喫煙所に一人でいる諏訪くんを見掛けて、私は深く深呼吸する。今日の作戦が失敗したら、再び米を五キロ食べるか、この方法を諦めるしかない。諏訪くんの明日の予定などはすでにリサーチ済みで、タバコを吸い終わったら帰るか、ラウンジに行くか悩んでいるだろうことも知っている。周りをキョロキョロと見回し、誰もいないことを確認。何気ない足取りで諏訪くんに近づく。

「諏訪くん、ちょうどいいところに」
「おー名字、どうした」

我ながら白々しいな、と思いながら手を振ると、諏訪くんは私に気を遣ってか、タバコを灰皿に押しつけた。緊張で声が震えそうになる。

「ちょっとお願いがあって」
「お願い? 何だよ」
「実はうちの米がもうなくなるんだけど、重いし他にも買いたいものがあるから、運ぶの手伝ってほしいなぁって。お礼に今日の夕飯作るから、ね?」
「パシリかよ」

はは、と諏訪くんが笑いながら歩き出した。ということは、作戦が成功したんじゃないだろうか。内心踊り出したい気持ちをぐっと抑えて、諏訪くんの後について行く。諏訪くんは私の家を知っているので、その途中にあるスーパーに寄りたいというのもなんとなくわかっているのだろう。
歩速が少し速い諏訪くんについて行きながら、たわいもない話をする。さっきから鼓動が激しすぎて、耳の裏の脈まで感じ始めた。すると先行していた諏訪くんが振り返り、私の顔を見て驚いた顔をした。

「どうした、息切れてんぞ」
「あ、え? あ、諏訪くん、歩くの速くて……」
「言えよ!」

本当は緊張からの動悸息切れなのだが、咄嗟に吐いた嘘を信じて歩く速度を私に合わせてくれた。

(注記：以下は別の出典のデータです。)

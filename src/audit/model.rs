/*
 * This file is part of the Obvia ERP.
 *
 * Copyright (C) 2025 Kovács Dávid <kapcsolat@kovacsdavid.dev>
 *
 * This program is free software: you can redistribute it and/or modify
 * it under the terms of the GNU Affero General Public License as published
 * by the Free Software Foundation, either version 3 of the License, or
 * (at your option) any later version.
 *
 * This program is distributed in the hope that it will be useful,
 * but WITHOUT ANY WARRANTY; without even the implied warranty of
 * MERCHANTABILITY or FITNESS FOR A PARTICULAR PURPOSE.  See the
 * GNU Affero General Public License for more details.
 *
 * You should have received a copy of the GNU Affero General Public License
 * along with this program.  If not, see <https://www.gnu.org/licenses/>.
 */

use crate::common::types::{Action, Outcome, Resource, Severity};
use chrono::{DateTime, Utc};
use serde::{Deserialize, Serialize};
use serde_json::Value;
use uuid::Uuid;

/// One immutable row describing one audited action. Once
/// persisted there is no update path; expiry happens only via retention.
#[derive(Debug, Clone, Serialize, Deserialize, sqlx::FromRow)]
pub struct AuditRecord {
    pub id: Uuid,
    pub tenant_id: String,

    pub user_id: Option<String>,
    pub username: Option<String>,
    pub user_email: Option<String>,

    pub action: Action,
    pub resource: Resource,
    pub resource_id: Option<String>,
    pub resource_name: Option<String>,

    pub outcome: Outcome,
    pub severity: Severity,

    pub method: Option<String>,
    pub path: Option<String>,
    pub query_string: Option<String>,
    pub client_address: Option<String>,
    pub user_agent: Option<String>,
    pub correlation_id: Option<String>,

    pub old_value: Option<Value>,
    pub new_value: Option<Value>,
    pub diff: Option<Value>,

    pub description: Option<String>,
    pub metadata: Option<Value>,
    pub tags: Option<Vec<String>>,

    pub error_message: Option<String>,
    pub error_code: Option<String>,

    pub service_name: Option<String>,
    pub service_version: Option<String>,

    pub occurred_at: DateTime<Utc>,
    pub created_at: DateTime<Utc>,
}

/// Inbound shape for `POST /api/v1/audit-logs` and for records assembled by
/// the domain-event translator. `id` and `created_at` are server-assigned.
#[derive(Debug, Clone, Serialize, Deserialize, Default)]
pub struct NewAuditRecord {
    pub user_id: Option<String>,
    pub username: Option<String>,
    pub user_email: Option<String>,

    pub action: Option<Action>,
    pub resource: Option<Resource>,
    pub resource_id: Option<String>,
    pub resource_name: Option<String>,

    pub outcome: Option<Outcome>,
    pub severity: Option<Severity>,

    pub method: Option<String>,
    pub path: Option<String>,
    pub query_string: Option<String>,
    pub client_address: Option<String>,
    pub user_agent: Option<String>,
    pub correlation_id: Option<String>,

    pub old_value: Option<Value>,
    pub new_value: Option<Value>,
    pub diff: Option<Value>,

    pub description: Option<String>,
    pub metadata: Option<Value>,
    pub tags: Option<Vec<String>>,

    pub error_message: Option<String>,
    pub error_code: Option<String>,

    pub service_name: Option<String>,
    pub service_version: Option<String>,

    pub occurred_at: Option<DateTime<Utc>>,
}

/// Filter shape shared by `list` and `export`.
#[derive(Debug, Clone, Default)]
pub struct AuditFilter {
    pub action: Option<Action>,
    pub resource: Option<Resource>,
    pub resource_id: Option<String>,
    pub outcome: Option<Outcome>,
    pub severity: Option<Severity>,
    pub user_id: Option<String>,
    pub client_address: Option<String>,
    pub service_name: Option<String>,
    pub search: Option<String>,
    pub from_date: Option<DateTime<Utc>>,
    pub to_date: Option<DateTime<Utc>>,
}

#[derive(Debug, Clone, Serialize)]
pub struct IpHistoryEntry {
    pub address: String,
    pub count: i64,
    pub first_seen: DateTime<Utc>,
    pub last_seen: DateTime<Utc>,
}

#[derive(Debug, Clone, Serialize)]
pub struct UserActivityCount {
    pub user_id: String,
    pub count: i64,
    pub last_activity: DateTime<Utc>,
}

/// Totals plus the five grouped histograms returned by `summary`.
#[derive(Debug, Clone, Serialize)]
pub struct AuditSummary {
    pub total_logs: i64,
    pub by_action: std::collections::HashMap<String, i64>,
    pub by_resource: std::collections::HashMap<String, i64>,
    pub by_outcome: std::collections::HashMap<String, i64>,
    pub by_severity: std::collections::HashMap<String, i64>,
    pub top_users: Vec<UserActivityCount>,
    pub recent_failures: Vec<AuditRecord>,
}

/// Per-tenant retention policy.
#[derive(Debug, Clone, Serialize, Deserialize, sqlx::FromRow)]
pub struct RetentionSetting {
    pub tenant_id: String,
    pub retention_days: i32,
    pub last_cleanup_at: Option<DateTime<Utc>>,
    pub logs_deleted_last_run: i64,
}

pub const MIN_RETENTION_DAYS: i32 = 90;
pub const MAX_RETENTION_DAYS: i32 = 365;
pub const DEFAULT_RETENTION_DAYS: i32 = 180;

pub fn clamp_retention_days(days: i32) -> i32 {
    days.clamp(MIN_RETENTION_DAYS, MAX_RETENTION_DAYS)
}

#[cfg(test)]
mod tests {
    use super::*;

    #[test]
    fn clamps_below_minimum() {
        assert_eq!(clamp_retention_days(10), MIN_RETENTION_DAYS);
    }

    #[test]
    fn clamps_above_maximum() {
        assert_eq!(clamp_retention_days(10_000), MAX_RETENTION_DAYS);
    }

    #[test]
    fn leaves_in_range_value_untouched() {
        assert_eq!(clamp_retention_days(200), 200);
    }
}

諏訪くんは盛大にため息を吐いて、呆れ顔で言う。

「おめーはほんとそういうとこあるよな」
「面目ない」
「つーか、米も今時通販とかあんだろ? そっちのが楽じゃねーか」
「いやぁ、いつもはそうなんだけど、最近後輩たちにご飯をご馳走してたら、急になくなっちゃって、びっくり」

いきなり核心をつかれて、あらかじめ用意していた言い訳を並べる。こういう時に限って勘がいい。私の気持ちには微塵も気がつかないくせに。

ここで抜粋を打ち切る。